Si tratta della fase finale della raffinazione e consiste nell’eliminare idrocarburi insaturi, aldeidi e chetoni, responsabili di difetti organolettici. Viene fatta sotto vuoto, ad alta temperatura e in corrente di vapore, a volte in azoto. Le temperature oscillano normalmente tra 80° e 220 °C e il vuoto deve essere spinto fino a circa 3/5 mbar di pressione.
La bassa pressione e il vapore consentono la separazione dei composti indesiderati dall’olio. L’operazione inizia con il preriscaldamento dell’olio per insufflazione diretta di vapore d’acqua fino ad arrivare, se necessario, a temperature prossime ai 235 °C.
Le sostanze distillate e il vapore d’acqua vengono aspirati in un collettore e inviati in una colonna in controcorrente per l’assorbimento dei composti organici in essa presenti. La corrente gassosa in uscita dalla colonna di assorbimento viene lavata con acqua, inviata poi al depuratore.
L’olio in uscita dal deodoratore viene raffreddato tramite scambiatori di calore prima dell’invio nei serbatoi di stoccaggio. È un processo che possiamo definire meccanico in quanto non ci sono componenti chimici che reagiscono con l’olio e pertanto non è facilmente identificabile, anche se temperature alte e uso del sottovuoto/azoto generavano composti che permettevano il rilevo di una manipolazione.
Oggi però la tecnologia ha fatto passi in avanti ed è possibile ottenere deodorazioni con temperature notevolmente sotto i 100 gradi, sotto vuoto spinto e per tempi minimi, evitando così la formazione di composti in forma rilevabile, utili a identificare il processo di deodorazione. È pertanto evidente l’impossibilità per il consumatore finale di scoprire se il suo extravergine è stato miscelato con un deodorato.

La miscelazione di oli di semi con oli extravergini
Se non è chiaramente indicata in etichetta, è frode.
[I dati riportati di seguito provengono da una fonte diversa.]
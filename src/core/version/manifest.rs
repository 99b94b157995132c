// ─── Version Manifest ───
// Fetches the Mojang version manifest and keeps a verbatim on-disk copy
// so the catalog still works offline.

use std::path::Path;

use chrono::{DateTime, Utc};
use serde::{Deserialize, Serialize};
use tracing::{info, warn};

use crate::core::error::{LauncherError, LauncherResult};

const VERSION_MANIFEST_URL: &str =
    "https://piston-meta.mojang.com/mc/game/version_manifest_v2.json";

/// Remote version classification, as published by the manifest.
#[derive(Debug, Clone, Copy, PartialEq, Eq, Serialize, Deserialize)]
#[serde(rename_all = "snake_case")]
pub enum VersionKind {
    Release,
    Snapshot,
    OldBeta,
    OldAlpha,
}

impl VersionKind {
    /// Capitalized label used in version list entries.
    pub fn label(&self) -> &'static str {
        match self {
            VersionKind::Release => "Release",
            VersionKind::Snapshot => "Snapshot",
            VersionKind::OldBeta => "Old_beta",
            VersionKind::OldAlpha => "Old_alpha",
        }
    }
}

/// Top-level manifest document.
#[derive(Debug, Serialize, Deserialize)]
pub struct VersionManifest {
    pub versions: Vec<RemoteVersion>,
}

/// A single entry in the manifest.
#[derive(Debug, Clone, Serialize, Deserialize)]
pub struct RemoteVersion {
    pub id: String,
    #[serde(rename = "type")]
    pub kind: VersionKind,
    #[serde(rename = "releaseTime")]
    pub release_time: DateTime<Utc>,
    pub url: String,
    #[serde(default, skip_serializing_if = "Option::is_none")]
    pub sha1: Option<String>,
}

impl VersionManifest {
    /// Fetch the manifest using the shared HTTP client.
    pub async fn fetch(client: &reqwest::Client) -> LauncherResult<Self> {
        info!("Fetching Minecraft version manifest...");

        let manifest: VersionManifest = client
            .get(VERSION_MANIFEST_URL)
            .send()
            .await?
            .error_for_status()?
            .json()
            .await?;

        info!("Loaded {} versions from manifest", manifest.versions.len());
        Ok(manifest)
    }

    /// Fetch with an on-disk fallback: a successful fetch refreshes the
    /// cache, a failed one reads it. `None` means offline with no cache.
    pub async fn fetch_or_cached(
        client: &reqwest::Client,
        cache_file: &Path,
    ) -> LauncherResult<Option<Self>> {
        match Self::fetch(client).await {
            Ok(manifest) => {
                if let Err(err) = manifest.store_cache(cache_file) {
                    warn!("Could not cache version manifest: {err}");
                }
                Ok(Some(manifest))
            }
            Err(err) => {
                warn!("Manifest fetch failed ({err}), trying cache");
                Ok(Self::load_cached(cache_file))
            }
        }
    }

    pub fn load_cached(cache_file: &Path) -> Option<Self> {
        let raw = std::fs::read_to_string(cache_file).ok()?;
        let versions: Vec<RemoteVersion> = serde_json::from_str(&raw).ok()?;
        Some(VersionManifest { versions })
    }

    pub fn store_cache(&self, cache_file: &Path) -> LauncherResult<()> {
        if let Some(parent) = cache_file.parent() {
            std::fs::create_dir_all(parent).map_err(|source| LauncherError::Io {
                path: parent.to_path_buf(),
                source,
            })?;
        }
        let json = serde_json::to_string(&self.versions)?;
        std::fs::write(cache_file, json).map_err(|source| LauncherError::Io {
            path: cache_file.to_path_buf(),
            source,
        })
    }

    /// Find a specific entry by id (e.g. "1.20.4").
    pub fn find_version(&self, id: &str) -> Option<&RemoteVersion> {
        self.versions.iter().find(|v| v.id == id)
    }

    /// First release-typed entry in manifest order is the latest release.
    pub fn latest_release_id(&self) -> Option<&str> {
        self.versions
            .iter()
            .find(|v| v.kind == VersionKind::Release)
            .map(|v| v.id.as_str())
    }
}
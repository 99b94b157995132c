// ─── Java Resolution ───
// Candidate search for a user-configured Java folder. The windowed
// variant is preferred on Windows so no console window flashes up.

use std::path::{Path, PathBuf};

fn candidates(java_dir: &Path) -> Vec<PathBuf> {
    if cfg!(target_os = "windows") {
        vec![
            java_dir.join("bin").join("javaw.exe"),
            java_dir.join("bin").join("java.exe"),
            java_dir.join("javaw.exe"),
            java_dir.join("java.exe"),
        ]
    } else {
        vec![java_dir.join("bin").join("java"), java_dir.join("java")]
    }
}

/// First existing, executable candidate under `java_dir`, or `None`.
pub fn find_java_executable(java_dir: &Path) -> Option<PathBuf> {
    candidates(java_dir).into_iter().find(|p| is_executable(p))
}

#[cfg(unix)]
fn is_executable(path: &Path) -> bool {
    use std::os::unix::fs::PermissionsExt;
    std::fs::metadata(path)
        .map(|meta| meta.is_file() && meta.permissions().mode() & 0o111 != 0)
        .unwrap_or(false)
}

#[cfg(not(unix))]
fn is_executable(path: &Path) -> bool {
    path.is_file()
}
Infatti nell’Unione europea è possibile produrre e vendere oli di oliva vergini miscelati ad altri oli vegetali, fatto salvo espressi divieti nelle singole nazioni: in Italia, per esempio, è vietata la produzione ai soli fini del consumo interno, ma non è vietata la commercializzazione di prodotti provenienti da altre nazioni. Se non indicato in etichetta è comunque e sempre frode.
Se la percentuale di olio di semi non è predominante, non è possibile per il consumatore riconoscere la frode. Molti credono che per scoprire se c’è olio di semi sia sufficiente raffreddarlo: lo si legge spesso nei forum in rete, ma non c’è alcun fondamento scientifico in ciò.
Un olio (per “olio” intendo genericamente un lipide in forma liquida a temperatura ambiente) portato a bassa temperatura forma cristalli che si sciolgono una volta tornato a temperatura ambiente. Ciò è dovuto alla diversa composizione triglicerica e alla presenza di cere.
Un olio è formato da una molecola di glicerina a cui sono attaccate tre catene di acidi grassi.
Semplificando molto, si può affermare che gli acidi grassi saturi cristallizzano a temperature prossime a quella ambiente (lo strutto è ricco di acidi grassi saturi, come l’olio di cocco o di palma); quelli monoinsaturi cristallizzano a temperature più basse prossime ai 7/8 gradi (olio di oliva, di avocado e di mandorla ne sono ricchi); quelli polinsaturi a temperature più basse (olio di soia, di canapa e di vinacciolo). Quindi la cristallizzazione dipende dalla composizione acidica degli oli e non dal frutto/seme di provenienza.

La colorazione.
Si aggiunge clorofilla rameica, betacarotene o pigmenti che sono liposolubili, al fine di dare colore e gusto a oli di oliva o di semi che provengono solitamente da raffinerie, che sono incolori, inodori e insapori. Di questa frode ne parlano molto i giornali, a volte a sproposito, soprattutto quando dichiarano solennemente che è possibile realizzarla in casa.
Ma non accennano mai all’uso della clorofilla sintetica che gli imbroglioni aggiungono in frantoio per cercare di dare all’olio un color verde brillante. Ovviamente impossibile per il consumatore riconoscere l’uso di questo colorante.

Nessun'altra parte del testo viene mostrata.